The key message is that the third stage is usually brief and uneventful, but it deserves respect. It is a transition from pregnancy to postpartum physiology, and it is one of the moments when attentive care can prevent serious complications. You should feel able to ask what is happening, request pain relief, clarify consent, and speak up if something feels wrong.

Seek urgent help after birth if any of these occur

  • Bleeding soaks a pad very quickly, blood is pooling, or large clots keep passing.
  • You feel faint, confused, short of breath, clammy, or suddenly very weak.
  • The placenta has not delivered within the timeframe your clinician considers safe.
  • Severe abdominal, pelvic, or perineal pain is worsening or feels unusual.
  • Fever, foul-smelling discharge, or increasing tenderness develops after birth.

Tools & Assistance

  • Discuss third-stage preferences during prenatal visits or birth planning.
  • Ask your clinician how postpartum hemorrhage risk will be assessed in your situation.
  • Keep emergency postpartum contact numbers visible after discharge.
  • Request a birth debrief if the third stage or immediate recovery felt frightening.
  • Use your maternity unit, midwife, obstetrician, or emergency services for urgent bleeding concerns.

FAQ

How long does the third stage of labor usually last?

It may last only a few minutes, but it can take longer.

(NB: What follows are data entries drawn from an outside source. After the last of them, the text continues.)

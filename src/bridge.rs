//! Newline-delimited JSON transport for the executor.
//!
//! Protocol:
//! - The front-end sends one `CommandRequest` JSON object per line
//! - The executor answers each line with one `Response` JSON object
//! - Requests on one connection are handled in order

use std::sync::Arc;

use tokio::io::{AsyncBufReadExt, AsyncRead, AsyncWrite, AsyncWriteExt, BufReader};
use tracing::debug;

use crate::error::Result;
use crate::executor::Executor;
use crate::protocol::{CommandRequest, Response};

/// Parse and handle a single request line.
pub async fn process_line(executor: &Executor, line: &str) -> Response {
    let request: CommandRequest = match serde_json::from_str(line.trim()) {
        Ok(request) => request,
        Err(e) => {
            return Response::Failed {
                error: format!("Invalid request: {}", e),
            };
        }
    };

    if let Some(ttl) = executor.config().idle_ttl() {
        executor.registry().evict_idle(ttl).await;
    }

    executor.handle(&request).await
}

/// Serve requests from `reader` until it is closed.
pub async fn serve_stream<R, W>(executor: Arc<Executor>, reader: R, mut writer: W) -> Result<()>
where
    R: AsyncRead + Unpin,
    W: AsyncWrite + Unpin,
{
    let mut lines = BufReader::new(reader).lines();

    while let Some(line) = lines.next_line().await? {
        if line.trim().is_empty() {
            continue;
        }

        let response = process_line(&executor, &line).await;
        let response_json = serde_json::to_string(&response)?;

        writer.write_all(response_json.as_bytes()).await?;
        writer.write_all(b"\n").await?;
        writer.flush().await?;
    }

    debug!("Bridge input closed");
    Ok(())
}

/// Accept connections on a Unix domain socket, one task per connection.
#[cfg(unix)]
pub async fn serve_unix(executor: Arc<Executor>, socket_path: &std::path::Path) -> Result<()> {
    use tokio::net::UnixListener;
    use tracing::{info, warn};

    // Remove a stale socket from an earlier run
    if socket_path.exists() {
        tokio::fs::remove_file(socket_path).await?;
    }

    let listener = UnixListener::bind(socket_path)?;
    info!(socket = %socket_path.display(), "Listening");

    loop {
        let (stream, _) = listener.accept().await?;
        let executor = Arc::clone(&executor);
        tokio::spawn(async move {
            debug!("New bridge connection");
            let (reader, writer) = stream.into_split();
            if let Err(e) = serve_stream(executor, reader, writer).await {
                warn!(error = %e, "Bridge connection error");
            }
        });
    }
}

#[cfg(test)]
mod tests {
    use super::*;
    use crate::config::ExecutorConfig;
    use tempfile::TempDir;

    fn executor() -> (TempDir, Arc<Executor>) {
        let root = tempfile::tempdir().unwrap();
        let config = ExecutorConfig {
            scratch_root: Some(root.path().to_path_buf()),
            ..Default::default()
        };
        (root, Arc::new(Executor::with_defaults(config)))
    }

    async fn roundtrip(executor: Arc<Executor>, input: &str) -> Vec<serde_json::Value> {
        let mut output = Vec::new();
        serve_stream(executor, input.as_bytes(), &mut output)
            .await
            .unwrap();
        String::from_utf8(output)
            .unwrap()
            .lines()
            .map(|line| serde_json::from_str(line).unwrap())
            .collect()
    }

    #[tokio::test]
    async fn test_invalid_request() {
        let (_root, executor) = executor();
        match process_line(&executor, r#"{"invalid": "json"}"#).await {
            Response::Failed { error } => assert!(error.contains("Invalid request")),
            other => panic!("Expected Failed response, got {other:?}"),
        }
    }

    #[tokio::test]
    async fn test_one_response_per_request_line() {
        let (_root, executor) = executor();
        let input = concat!(
            r#"{"command": "clear"}"#,
            "\n\n",
            "not json\n",
            r#"{"command": "  "}"#,
            "\n",
        );

        let responses = roundtrip(executor, input).await;
        assert_eq!(responses.len(), 3);
        assert_eq!(responses[0], serde_json::json!({"clear": true}));
        assert!(responses[1]["error"]
            .as_str()
            .unwrap()
            .starts_with("Invalid request"));
        assert_eq!(responses[2], serde_json::json!({"error": "Command is empty"}));
    }

    #[cfg(unix)]
    #[tokio::test]
    async fn test_echo_over_stream() {
        let (_root, executor) = executor();
        let input = concat!(
            r#"{"command": "echo hello", "files": [], "sessionId": "s1"}"#,
            "\n"
        );

        let responses = roundtrip(executor, input).await;
        assert_eq!(
            responses,
            vec![serde_json::json!({"stdout": "hello", "stderr": "", "code": 0, "success": true})]
        );
    }

    #[cfg(unix)]
    #[tokio::test]
    async fn test_unix_socket() {
        use tokio::io::{AsyncBufReadExt, AsyncWriteExt, BufReader};
        use tokio::net::UnixStream;

        let (root, executor) = executor();
        let socket = root.path().join("bridge.sock");
        let server = {
            let socket = socket.clone();
            tokio::spawn(async move { serve_unix(executor, &socket).await })
        };

        let mut stream = loop {
            match UnixStream::connect(&socket).await {
                Ok(stream) => break stream,
                Err(_) => tokio::time::sleep(std::time::Duration::from_millis(10)).await,
            }
        };
        stream
            .write_all(b"{\"command\": \"cat a.txt\", \"files\": [{\"name\": \"a.txt\", \"content\": \"42\", \"type\": \"file\"}], \"sessionId\": \"s2\"}\n")
            .await
            .unwrap();

        let mut line = String::new();
        BufReader::new(stream).read_line(&mut line).await.unwrap();
        let response: serde_json::Value = serde_json::from_str(&line).unwrap();
        assert_eq!(response["stdout"], "42");
        assert_eq!(response["success"], true);

        server.abort();
    }
}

Some guidance describes the placenta as taking up to about an hour to separate, while actively managed third stages are often shorter.

Is delivering the placenta painful?

Many people describe it as mild cramping or pressure, usually less intense than pushing out the baby. Pain varies, especially if there are tears, procedures, or uterine massage.

Why might I be given oxytocin after birth?

Oxytocin is a uterotonic medication used to help the uterus contract, speed placental delivery, and reduce the risk of excessive bleeding. Your clinician can explain the benefits and risks for your situation.

What is a retained placenta?

A retained placenta means the placenta has not delivered, or placental tissue remains inside the uterus. It can increase bleeding and infection risk and needs clinical assessment.

Can I hold my baby during the third stage?

Often, yes, if both you and the baby are stable. Skin-to-skin care can usually happen while the team monitors bleeding and waits for or assists placental delivery.

Sources

  • NHS — The stages of labour and birth
  • Mayo Clinic — Stages of labor and birth: Baby, it's time!
  • News-Medical.Net — What is the Third Stage of Labor?

Disclaimer

This article is for general medical information and does not replace care from a qualified healthcare professional. Always follow the advice of your midwife, obstetrician, or emergency team for symptoms after birth.